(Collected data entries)
·····

//! Handlers for the `/projects` resource.

use axum::extract::{Path, Query, State};
use axum::http::StatusCode;
use axum::Json;
use ecv_core::types::DbId;
use ecv_db::models::project::{CreateProject, Project, UpdateProject};
use ecv_db::repositories::ProjectRepo;

use crate::error::{AppError, AppResult};
use crate::extract::{ValidatedJson, ValidatedPatch};
use crate::query::ArtistScope;
use crate::state::AppState;

/// POST /api/projects
pub async fn create(
    State(state): State<AppState>,
    ValidatedJson(input): ValidatedJson<CreateProject>,
) -> AppResult<(StatusCode, Json<Project>)> {
    let project = ProjectRepo::create(&state.pool, &input).await?;
    Ok((StatusCode::CREATED, Json(project)))
}

/// GET /api/projects[?artistId=]
pub async fn list(
    State(state): State<AppState>,
    Query(scope): Query<ArtistScope>,
) -> AppResult<Json<Vec<Project>>> {
    let projects = ProjectRepo::list(&state.pool, scope.optional()).await?;
    Ok(Json(projects))
}

/// GET /api/projects/{id}
pub async fn get_by_id(
    State(state): State<AppState>,
    Path(id): Path<DbId>,
) -> AppResult<Json<Project>> {
    let project = ProjectRepo::find_by_id(&state.pool, &id)
        .await?
        .ok_or_else(|| AppError::not_found("Project", id))?;
    Ok(Json(project))
}

/// PATCH /api/projects/{id}
///
/// Refreshes `updatedAt` even when the payload changes nothing.
pub async fn update(
    State(state): State<AppState>,
    Path(id): Path<DbId>,
    ValidatedPatch(input): ValidatedPatch<UpdateProject>,
) -> AppResult<Json<Project>> {
    let project = ProjectRepo::update(&state.pool, &id, &input)
        .await?
        .ok_or_else(|| AppError::not_found("Project", id))?;
    Ok(Json(project))
}

/// DELETE /api/projects/{id}
pub async fn delete(State(state): State<AppState>, Path(id): Path<DbId>) -> AppResult<StatusCode> {
    ProjectRepo::delete(&state.pool, &id).await?;
    Ok(StatusCode::NO_CONTENT)
}
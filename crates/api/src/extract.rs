//! JSON body extractors that run payload validation before the handler.
//!
//! [`ValidatedJson`] is used for creates: it checks required keys, decodes,
//! and applies the DTO's `validator` rules. [`ValidatedPatch`] does the same
//! for partial updates, where every key is optional. Either way the handler
//! only ever sees a payload that is safe to hand to a repository.

use axum::extract::{FromRequest, Request};
use axum::Json;
use ecv_core::schema::{parse_create, parse_update, PayloadFields};
use serde::de::DeserializeOwned;
use serde_json::Value;
use validator::Validate;

use crate::error::AppError;

/// A validated create payload.
#[derive(Debug, Clone)]
pub struct ValidatedJson<T>(pub T);

/// A validated partial-update payload.
#[derive(Debug, Clone)]
pub struct ValidatedPatch<T>(pub T);

impl<S, T> FromRequest<S> for ValidatedJson<T>
where
    S: Send + Sync,
    T: DeserializeOwned + Validate + PayloadFields,
{
    type Rejection = AppError;

    async fn from_request(req: Request, state: &S) -> Result<Self, Self::Rejection> {
        let payload = read_json(req, state).await?;
        Ok(Self(parse_create(payload)?))
    }
}

impl<S, T> FromRequest<S> for ValidatedPatch<T>
where
    S: Send + Sync,
    T: DeserializeOwned + Validate + PayloadFields,
{
    type Rejection = AppError;

    async fn from_request(req: Request, state: &S) -> Result<Self, Self::Rejection> {
        let payload = read_json(req, state).await?;
        Ok(Self(parse_update(payload)?))
    }
}

/// Read the body as untyped JSON, turning axum's rejection into a JSON 400.
async fn read_json<S>(req: Request, state: &S) -> Result<Value, AppError>
where
    S: Send + Sync,
{
    let Json(payload) = Json::<Value>::from_request(req, state)
        .await
        .map_err(|rejection| AppError::BadRequest(rejection.body_text()))?;
    Ok(payload)
}
//! Handlers for the `/ai` proxy endpoints.
//!
//! Both endpoints need `GEMINI_API_KEY`; without it they answer 400. Any
//! failure of the Gemini call itself is reported as a 500 with a fixed
//! message; details go to the log only.

use std::sync::Arc;

use axum::extract::multipart::{Multipart, MultipartError, MultipartRejection};
use axum::extract::rejection::JsonRejection;
use axum::extract::State;
use axum::http::StatusCode;
use axum::Json;
use ecv_gemini::{ExtractedDna, GeminiClient};
use serde::{Deserialize, Serialize};

use crate::error::{AppError, AppResult};
use crate::state::AppState;

/// Multipart field carrying the uploaded image.
pub const IMAGE_FIELD: &str = "image";

const KEY_NOT_CONFIGURED: &str = "Gemini API key not configured in environment secrets.";
const LORE_FAILED: &str = "Failed to generate lore. Please check your API key and try again.";
const ANALYSIS_FAILED: &str = "Failed to analyze image. Please check your API key and try again.";

#[derive(Debug, Deserialize)]
pub struct GenerateLoreRequest {
    pub concept: Option<String>,
}

#[derive(Debug, Serialize)]
pub struct GenerateLoreResponse {
    pub lore: String,
}

/// POST /api/ai/generate-lore
pub async fn generate_lore(
    State(state): State<AppState>,
    payload: Result<Json<GenerateLoreRequest>, JsonRejection>,
) -> AppResult<Json<GenerateLoreResponse>> {
    let Json(input) = payload.map_err(|rejection| AppError::BadRequest(rejection.body_text()))?;
    let concept = input
        .concept
        .filter(|c| !c.trim().is_empty())
        .ok_or_else(|| AppError::BadRequest("Concept is required".into()))?;
    let gemini = gemini_client(&state)?;

    let lore = gemini
        .generate_lore(&concept)
        .await
        .map_err(|source| AppError::ExternalService {
            message: LORE_FAILED,
            source,
        })?;

    tracing::info!(model = gemini.model(), chars = lore.len(), "Lore generated");
    Ok(Json(GenerateLoreResponse { lore }))
}

/// POST /api/ai/analyze-image
///
/// Expects `multipart/form-data` with a single `image` file of an `image/*`
/// type, at most `MAX_UPLOAD_BYTES` long.
pub async fn analyze_image(
    State(state): State<AppState>,
    multipart: Result<Multipart, MultipartRejection>,
) -> AppResult<Json<ExtractedDna>> {
    let mut multipart =
        multipart.map_err(|_| AppError::BadRequest("No image file provided".into()))?;
    let (bytes, mime_type) = read_image_field(&mut multipart, state.config.max_upload_bytes)
        .await?
        .ok_or_else(|| AppError::BadRequest("No image file provided".into()))?;
    let gemini = gemini_client(&state)?;

    let dna = gemini
        .analyze_image(&bytes, &mime_type)
        .await
        .map_err(|source| AppError::ExternalService {
            message: ANALYSIS_FAILED,
            source,
        })?;

    tracing::info!(mime_type = %mime_type, bytes = bytes.len(), "Image analyzed");
    Ok(Json(dna))
}

fn gemini_client(state: &AppState) -> Result<Arc<GeminiClient>, AppError> {
    state
        .gemini
        .clone()
        .ok_or_else(|| AppError::BadRequest(KEY_NOT_CONFIGURED.into()))
}

/// Find the `image` field and return its bytes and MIME type. Other fields
/// are skipped.
async fn read_image_field(
    multipart: &mut Multipart,
    max_bytes: usize,
) -> Result<Option<(Vec<u8>, String)>, AppError> {
    while let Some(field) = multipart.next_field().await.map_err(multipart_error)? {
        if field.name() != Some(IMAGE_FIELD) {
            continue;
        }

        let mime_type = field.content_type().unwrap_or_default().to_string();
        if !mime_type.starts_with("image/") {
            return Err(AppError::BadRequest("Only image files are allowed".into()));
        }

        let bytes = field.bytes().await.map_err(multipart_error)?;
        if bytes.is_empty() {
            return Ok(None);
        }
        if bytes.len() > max_bytes {
            return Err(too_large(max_bytes));
        }
        return Ok(Some((bytes.to_vec(), mime_type)));
    }
    Ok(None)
}

fn multipart_error(err: MultipartError) -> AppError {
    if err.status() == StatusCode::PAYLOAD_TOO_LARGE {
        AppError::PayloadTooLarge(err.body_text())
    } else {
        AppError::BadRequest(err.body_text())
    }
}

fn too_large(max_bytes: usize) -> AppError {
    AppError::PayloadTooLarge(format!(
        "Image exceeds the {} MB upload limit",
        max_bytes / (1024 * 1024)
    ))
}
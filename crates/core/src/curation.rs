//! Curated image approval encoding.
//!
//! Approval is stored as an integer tri-state; consumers of existing data
//! depend on the numeric encoding.

pub const APPROVAL_REJECTED: i32 = -1;
pub const APPROVAL_PENDING: i32 = 0;
pub const APPROVAL_APPROVED: i32 = 1;

/// Human-readable label for an approval value, `None` outside the tri-state.
pub fn approval_label(approved: i32) -> Option<&'static str> {
    match approved {
        APPROVAL_REJECTED => Some("rejected"),
        APPROVAL_PENDING => Some("pending"),
        APPROVAL_APPROVED => Some("approved"),
        _ => None,
    }
}
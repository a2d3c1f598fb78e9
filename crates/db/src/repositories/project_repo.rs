//! Repository for the `projects` table.

use ecv_core::patch;
use sqlx::PgPool;

use crate::models::project::{
    CreateProject, Project, UpdateProject, DEFAULT_PRIORITY, DEFAULT_STATUS,
};

/// Column list shared across queries to avoid repetition.
const COLUMNS: &str = "id, artist_id, title, description, status, priority, due_date, assignee, \
                       created_at, updated_at";

/// Provides CRUD operations for projects.
pub struct ProjectRepo;

impl ProjectRepo {
    /// Insert a new project, returning the created row.
    ///
    /// `status` defaults to `planning` and `priority` to `medium`.
    pub async fn create(pool: &PgPool, input: &CreateProject) -> Result<Project, sqlx::Error> {
        let query = format!(
            "INSERT INTO projects (artist_id, title, description, status, priority, due_date, assignee)
             VALUES ($1, $2, $3, COALESCE($4, $5), COALESCE($6, $7), $8, $9)
             RETURNING {COLUMNS}"
        );
        sqlx::query_as::<_, Project>(&query)
            .bind(&input.artist_id)
            .bind(&input.title)
            .bind(&input.description)
            .bind(&input.status)
            .bind(DEFAULT_STATUS)
            .bind(&input.priority)
            .bind(DEFAULT_PRIORITY)
            .bind(input.due_date)
            .bind(&input.assignee)
            .fetch_one(pool)
            .await
    }

    /// Find a project by its ID.
    pub async fn find_by_id(pool: &PgPool, id: &str) -> Result<Option<Project>, sqlx::Error> {
        let query = format!("SELECT {COLUMNS} FROM projects WHERE id = $1");
        sqlx::query_as::<_, Project>(&query)
            .bind(id)
            .fetch_optional(pool)
            .await
    }

    /// List projects ordered by most recently created first, optionally
    /// restricted to one artist.
    pub async fn list(pool: &PgPool, artist_id: Option<&str>) -> Result<Vec<Project>, sqlx::Error> {
        let query = format!(
            "SELECT {COLUMNS} FROM projects
             WHERE $1::varchar IS NULL OR artist_id = $1
             ORDER BY created_at DESC"
        );
        sqlx::query_as::<_, Project>(&query)
            .bind(artist_id)
            .fetch_all(pool)
            .await
    }

    /// Update a project. Only supplied fields are applied; `updated_at` is
    /// always refreshed.
    ///
    /// Returns `None` if no row with the given `id` exists.
    pub async fn update(
        pool: &PgPool,
        id: &str,
        input: &UpdateProject,
    ) -> Result<Option<Project>, sqlx::Error> {
        let (description_set, description) = patch::split(&input.description);
        let (due_date_set, due_date) = patch::split(&input.due_date);
        let (assignee_set, assignee) = patch::split(&input.assignee);
        let query = format!(
            "UPDATE projects SET
                artist_id = COALESCE($2, artist_id),
                title = COALESCE($3, title),
                description = CASE WHEN $4 THEN $5 ELSE description END,
                status = COALESCE($6, status),
                priority = COALESCE($7, priority),
                due_date = CASE WHEN $8 THEN $9 ELSE due_date END,
                assignee = CASE WHEN $10 THEN $11 ELSE assignee END,
                updated_at = NOW()
             WHERE id = $1
             RETURNING {COLUMNS}"
        );
        sqlx::query_as::<_, Project>(&query)
            .bind(id)
            .bind(&input.artist_id)
            .bind(&input.title)
            .bind(description_set)
            .bind(description)
            .bind(&input.status)
            .bind(&input.priority)
            .bind(due_date_set)
            .bind(due_date.copied())
            .bind(assignee_set)
            .bind(assignee)
            .fetch_optional(pool)
            .await
    }

    /// Permanently delete a project by ID. Curated images keep their rows
    /// with `project_id` cleared.
    pub async fn delete(pool: &PgPool, id: &str) -> Result<bool, sqlx::Error> {
        let result = sqlx::query("DELETE FROM projects WHERE id = $1")
            .bind(id)
            .execute(pool)
            .await?;
        Ok(result.rows_affected() > 0)
    }
}
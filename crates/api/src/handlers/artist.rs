//! Handlers for the `/artists` resource.

use axum::extract::{Path, State};
use axum::http::StatusCode;
use axum::Json;
use ecv_core::types::DbId;
use ecv_db::models::artist::{Artist, CreateArtist, UpdateArtist};
use ecv_db::repositories::ArtistRepo;

use crate::error::{AppError, AppResult};
use crate::extract::{ValidatedJson, ValidatedPatch};
use crate::state::AppState;

/// POST /api/artists
pub async fn create(
    State(state): State<AppState>,
    ValidatedJson(input): ValidatedJson<CreateArtist>,
) -> AppResult<(StatusCode, Json<Artist>)> {
    let artist = ArtistRepo::create(&state.pool, &input).await?;
    tracing::info!(artist_id = %artist.id, name = %artist.name, "Artist created");
    Ok((StatusCode::CREATED, Json(artist)))
}

/// GET /api/artists
pub async fn list(State(state): State<AppState>) -> AppResult<Json<Vec<Artist>>> {
    let artists = ArtistRepo::list(&state.pool).await?;
    Ok(Json(artists))
}

/// GET /api/artists/{id}
pub async fn get_by_id(
    State(state): State<AppState>,
    Path(id): Path<DbId>,
) -> AppResult<Json<Artist>> {
    let artist = ArtistRepo::find_by_id(&state.pool, &id)
        .await?
        .ok_or_else(|| AppError::not_found("Artist", id))?;
    Ok(Json(artist))
}

/// PATCH /api/artists/{id}
pub async fn update(
    State(state): State<AppState>,
    Path(id): Path<DbId>,
    ValidatedPatch(input): ValidatedPatch<UpdateArtist>,
) -> AppResult<Json<Artist>> {
    let artist = ArtistRepo::update(&state.pool, &id, &input)
        .await?
        .ok_or_else(|| AppError::not_found("Artist", id))?;
    Ok(Json(artist))
}

/// DELETE /api/artists/{id}
///
/// Removes everything the artist owns. Answers 204 whether or not the artist
/// existed.
pub async fn delete(State(state): State<AppState>, Path(id): Path<DbId>) -> AppResult<StatusCode> {
    if ArtistRepo::delete(&state.pool, &id).await? {
        tracing::info!(artist_id = %id, "Artist deleted with owned records");
    }
    Ok(StatusCode::NO_CONTENT)
}
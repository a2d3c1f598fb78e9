//! Repository for the `calendar_slots` table.

use ecv_core::calendar::STATUS_PLANNED;
use ecv_core::patch;
use sqlx::PgPool;

use crate::models::calendar_slot::{
    CalendarSlot, CalendarSlotFilter, CreateCalendarSlot, UpdateCalendarSlot,
};

const COLUMNS: &str =
    "id, artist_id, title, content_type, status, scheduled_at, brief, created_at";

/// Provides CRUD operations for calendar slots.
pub struct CalendarSlotRepo;

impl CalendarSlotRepo {
    /// Insert a slot. `status` defaults to `Planejado`.
    pub async fn create(
        pool: &PgPool,
        input: &CreateCalendarSlot,
    ) -> Result<CalendarSlot, sqlx::Error> {
        let query = format!(
            "INSERT INTO calendar_slots (artist_id, title, content_type, status, scheduled_at, brief)
             VALUES ($1, $2, $3, COALESCE($4, $5), $6, $7)
             RETURNING {COLUMNS}"
        );
        sqlx::query_as::<_, CalendarSlot>(&query)
            .bind(&input.artist_id)
            .bind(&input.title)
            .bind(&input.content_type)
            .bind(&input.status)
            .bind(STATUS_PLANNED)
            .bind(input.scheduled_at)
            .bind(&input.brief)
            .fetch_one(pool)
            .await
    }

    pub async fn find_by_id(pool: &PgPool, id: &str) -> Result<Option<CalendarSlot>, sqlx::Error> {
        let query = format!("SELECT {COLUMNS} FROM calendar_slots WHERE id = $1");
        sqlx::query_as::<_, CalendarSlot>(&query)
            .bind(id)
            .fetch_optional(pool)
            .await
    }

    /// List slots in scheduled order. Each filter field narrows the result
    /// when set; the date bounds are inclusive.
    pub async fn list(
        pool: &PgPool,
        filter: &CalendarSlotFilter,
    ) -> Result<Vec<CalendarSlot>, sqlx::Error> {
        let query = format!(
            "SELECT {COLUMNS} FROM calendar_slots
             WHERE ($1::varchar IS NULL OR artist_id = $1)
               AND ($2::timestamptz IS NULL OR scheduled_at >= $2)
               AND ($3::timestamptz IS NULL OR scheduled_at <= $3)
             ORDER BY scheduled_at ASC"
        );
        sqlx::query_as::<_, CalendarSlot>(&query)
            .bind(&filter.artist_id)
            .bind(filter.date_start)
            .bind(filter.date_end)
            .fetch_all(pool)
            .await
    }

    pub async fn update(
        pool: &PgPool,
        id: &str,
        input: &UpdateCalendarSlot,
    ) -> Result<Option<CalendarSlot>, sqlx::Error> {
        let (brief_set, brief) = patch::split(&input.brief);
        let query = format!(
            "UPDATE calendar_slots SET
                artist_id = COALESCE($2, artist_id),
                title = COALESCE($3, title),
                content_type = COALESCE($4, content_type),
                status = COALESCE($5, status),
                scheduled_at = COALESCE($6, scheduled_at),
                brief = CASE WHEN $7 THEN $8 ELSE brief END
             WHERE id = $1
             RETURNING {COLUMNS}"
        );
        sqlx::query_as::<_, CalendarSlot>(&query)
            .bind(id)
            .bind(&input.artist_id)
            .bind(&input.title)
            .bind(&input.content_type)
            .bind(&input.status)
            .bind(input.scheduled_at)
            .bind(brief_set)
            .bind(brief)
            .fetch_optional(pool)
            .await
    }

    pub async fn delete(pool: &PgPool, id: &str) -> Result<bool, sqlx::Error> {
        let result = sqlx::query("DELETE FROM calendar_slots WHERE id = $1")
            .bind(id)
            .execute(pool)
            .await?;
        Ok(result.rows_affected() > 0)
    }
}
//! Shared query parameter types for API handlers.

use ecv_core::dates::parse_timestamp;
use ecv_core::types::{DbId, Timestamp};
use ecv_db::models::calendar_slot::CalendarSlotFilter;
use serde::Deserialize;

use crate::error::AppError;

/// `?artistId=` on list endpoints.
///
/// Required for artist-scoped kinds (see [`ArtistScope::require`]) and an
/// optional narrowing filter elsewhere. An empty value counts as absent.
#[derive(Debug, Default, Deserialize)]
#[serde(rename_all = "camelCase")]
pub struct ArtistScope {
    pub artist_id: Option<DbId>,
}

impl ArtistScope {
    /// The artist id, if one was supplied.
    pub fn optional(&self) -> Option<&str> {
        self.artist_id.as_deref().filter(|id| !id.is_empty())
    }

    /// The artist id, or a 400 when it is missing.
    pub fn require(&self) -> Result<&str, AppError> {
        self.optional()
            .ok_or_else(|| AppError::BadRequest("artistId query parameter required".into()))
    }
}

/// `?artistId=&dateStart=&dateEnd=` on the calendar list.
#[derive(Debug, Default, Deserialize)]
#[serde(rename_all = "camelCase")]
pub struct CalendarRangeParams {
    pub artist_id: Option<DbId>,
    pub date_start: Option<String>,
    pub date_end: Option<String>,
}

impl CalendarRangeParams {
    /// Convert into a repository filter. `artistId` is required; each date
    /// bound is optional but must parse when present.
    pub fn into_filter(self) -> Result<CalendarSlotFilter, AppError> {
        let scope = ArtistScope {
            artist_id: self.artist_id,
        };
        let artist_id = scope.require()?.to_string();
        Ok(CalendarSlotFilter {
            artist_id: Some(artist_id),
            date_start: parse_bound("dateStart", self.date_start.as_deref())?,
            date_end: parse_bound("dateEnd", self.date_end.as_deref())?,
        })
    }
}

fn parse_bound(name: &str, raw: Option<&str>) -> Result<Option<Timestamp>, AppError> {
    match raw.filter(|s| !s.trim().is_empty()) {
        None => Ok(None),
        Some(raw) => parse_timestamp(raw)
            .map(Some)
            .ok_or_else(|| AppError::BadRequest(format!("{name} is not a valid date: '{raw}'"))),
    }
}
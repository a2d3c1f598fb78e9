//! Repository for the `curated_images` table.

use ecv_core::curation::APPROVAL_PENDING;
use ecv_core::patch;
use sqlx::types::Json;
use sqlx::PgPool;

use crate::models::curated_image::{CreateCuratedImage, CuratedImage, UpdateCuratedImage};

const COLUMNS: &str =
    "id, artist_id, project_id, image_url, prompt, rating, tags, approved, created_at";

/// Provides CRUD operations for curated images.
pub struct CuratedImageRepo;

impl CuratedImageRepo {
    /// Insert an image. `rating` defaults to 0, `tags` to an empty list and
    /// `approved` to pending.
    pub async fn create(
        pool: &PgPool,
        input: &CreateCuratedImage,
    ) -> Result<CuratedImage, sqlx::Error> {
        let query = format!(
            "INSERT INTO curated_images
                (artist_id, project_id, image_url, prompt, rating, tags, approved)
             VALUES ($1, $2, $3, $4, COALESCE($5, 0), COALESCE($6, '[]'::jsonb), $7)
             RETURNING {COLUMNS}"
        );
        sqlx::query_as::<_, CuratedImage>(&query)
            .bind(&input.artist_id)
            .bind(&input.project_id)
            .bind(&input.image_url)
            .bind(&input.prompt)
            .bind(input.rating)
            .bind(input.tags.as_ref().map(Json))
            .bind(input.approved.unwrap_or(APPROVAL_PENDING))
            .fetch_one(pool)
            .await
    }

    pub async fn find_by_id(pool: &PgPool, id: &str) -> Result<Option<CuratedImage>, sqlx::Error> {
        let query = format!("SELECT {COLUMNS} FROM curated_images WHERE id = $1");
        sqlx::query_as::<_, CuratedImage>(&query)
            .bind(id)
            .fetch_optional(pool)
            .await
    }

    pub async fn list_by_artist(
        pool: &PgPool,
        artist_id: &str,
    ) -> Result<Vec<CuratedImage>, sqlx::Error> {
        let query = format!(
            "SELECT {COLUMNS} FROM curated_images
             WHERE artist_id = $1
             ORDER BY created_at DESC"
        );
        sqlx::query_as::<_, CuratedImage>(&query)
            .bind(artist_id)
            .fetch_all(pool)
            .await
    }

    pub async fn update(
        pool: &PgPool,
        id: &str,
        input: &UpdateCuratedImage,
    ) -> Result<Option<CuratedImage>, sqlx::Error> {
        let (project_id_set, project_id) = patch::split(&input.project_id);
        let (prompt_set, prompt) = patch::split(&input.prompt);
        let query = format!(
            "UPDATE curated_images SET
                artist_id = COALESCE($2, artist_id),
                project_id = CASE WHEN $3 THEN $4 ELSE project_id END,
                image_url = COALESCE($5, image_url),
                prompt = CASE WHEN $6 THEN $7 ELSE prompt END,
                rating = COALESCE($8, rating),
                tags = COALESCE($9, tags),
                approved = COALESCE($10, approved)
             WHERE id = $1
             RETURNING {COLUMNS}"
        );
        sqlx::query_as::<_, CuratedImage>(&query)
            .bind(id)
            .bind(&input.artist_id)
            .bind(project_id_set)
            .bind(project_id)
            .bind(&input.image_url)
            .bind(prompt_set)
            .bind(prompt)
            .bind(input.rating)
            .bind(input.tags.as_ref().map(Json))
            .bind(input.approved)
            .fetch_optional(pool)
            .await
    }

    pub async fn delete(pool: &PgPool, id: &str) -> Result<bool, sqlx::Error> {
        let result = sqlx::query("DELETE FROM curated_images WHERE id = $1")
            .bind(id)
            .execute(pool)
            .await?;
        Ok(result.rows_affected() > 0)
    }
}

·····

What you have to do
Return each line from the records that includes the word "again".

Solution for this task
const LORE_FAILED: &str = "Failed to generate lore. Please check your API key and try again.";
const ANALYSIS_FAILED: &str = "Failed to analyze image. Please check your API key and try again.";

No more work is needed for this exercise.